If you have a serious health problem, there are other eating plans (as opposed to diets) like the Traditional Diet (a very good overall eating plan), the Be in Health Eating Plan (a Bible-based eating plan for healing leaky gut, which is the primary cause of most sickness, and identifying food intolerances), GAPS (designed specifically for children with autism and epilepsy, and adults with depression and anxiety symptoms), low FODMAP (for severe digestive issues), gluten-free (for celiac disease and gluten intolerance), etc., to address specific problems.
Pros and Cons
The pros of the Paleo diet are that it focuses on eating real food, not processed food. Foods like wild-caught meat, raw fruits, vegetables, nuts, and seeds. Foods that are not on the paleo diet are anything processed, including grains, legumes (beans and peanuts), raw dairy (such as cultured dairy products like Yogurt, Kefir, and Amasai), salt, and oils. A variation called the neo-paleo diet allows cultured dairy.
The cons are it’s not focused on organic and non-GMO food.
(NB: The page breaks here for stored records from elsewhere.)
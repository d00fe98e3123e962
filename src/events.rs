//! Crew run events
//!
//! Emitted by the runner and the agent backends while a run is in progress.
//! This is the only way adapters (the CLI, a UI) observe a live run; the
//! final `RunOutcome` carries everything else.

use serde::Serialize;
use tokio::sync::mpsc;

/// Events emitted during a crew run
#[derive(Debug, Clone, PartialEq, Serialize)]
#[serde(tag = "type", rename_all = "snake_case")]
pub enum CrewEvent {
    // === Run Lifecycle ===
    RunStart {
        run_id: String,
        process: String,
        tasks: Vec<String>,
    },
    RunComplete {
        run_id: String,
        status: String,
    },
    /// Cancellation observed at a task boundary
    Cancelled {
        run_id: String,
    },

    // === Task Lifecycle ===
    /// The manager chose the next task
    Delegated {
        task: String,
        agent: String,
    },
    TaskStart {
        task: String,
        agent: String,
        attempt: u32,
        cycle: u32,
    },
    TaskComplete {
        task: String,
        agent: String,
        attempt: u32,
        structured: bool,
        duration_ms: u64,
    },
    TaskFailed {
        task: String,
        agent: String,
        attempt: u32,
        error: String,
    },

    // === Feedback Loop ===
    /// A validation task reported failure and another revision starts
    FeedbackCycle {
        integration: String,
        validation: String,
        cycle: u32,
    },

    // === Tool Execution ===
    ToolCallStart {
        agent: String,
        call_id: String,
        tool: String,
        arguments: serde_json::Value,
    },
    ToolCallEnd {
        agent: String,
        call_id: String,
        tool: String,
        output: String,
        is_error: bool,
        duration_ms: u64,
    },
}

/// Optional event channel. A closed or absent receiver is never an error.
#[derive(Debug, Clone, Default)]
pub struct EventSink(Option<mpsc::UnboundedSender<CrewEvent>>);

impl EventSink {
    pub fn new(tx: mpsc::UnboundedSender<CrewEvent>) -> Self {
        Self(Some(tx))
    }

    /// A sink that drops everything
    pub fn none() -> Self {
        Self(None)
    }

    /// Create a sink and the receiving end of its channel
    pub fn channel() -> (Self, mpsc::UnboundedReceiver<CrewEvent>) {
        let (tx, rx) = mpsc::unbounded_channel();
        (Self::new(tx), rx)
    }

    pub fn emit(&self, event: CrewEvent) {
        if let Some(tx) = &self.0 {
            let _ = tx.send(event);
        }
    }
}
Also, people on the Paleo diet tend to eat a lot of pork/bacon as well as shellfish. These animals are common carriers of parasites and are bottom feeders like shellfish and catfish. The problems with pork and shellfish like shrimp are well documented.
After looking at many different types of eating plans, including Paleo, I decided to develop my own, which is called the Be in Health Bible-Based Eating Plan. Following the dietary recommendations of our Creator is important to me, and the Paleo diet does not do that.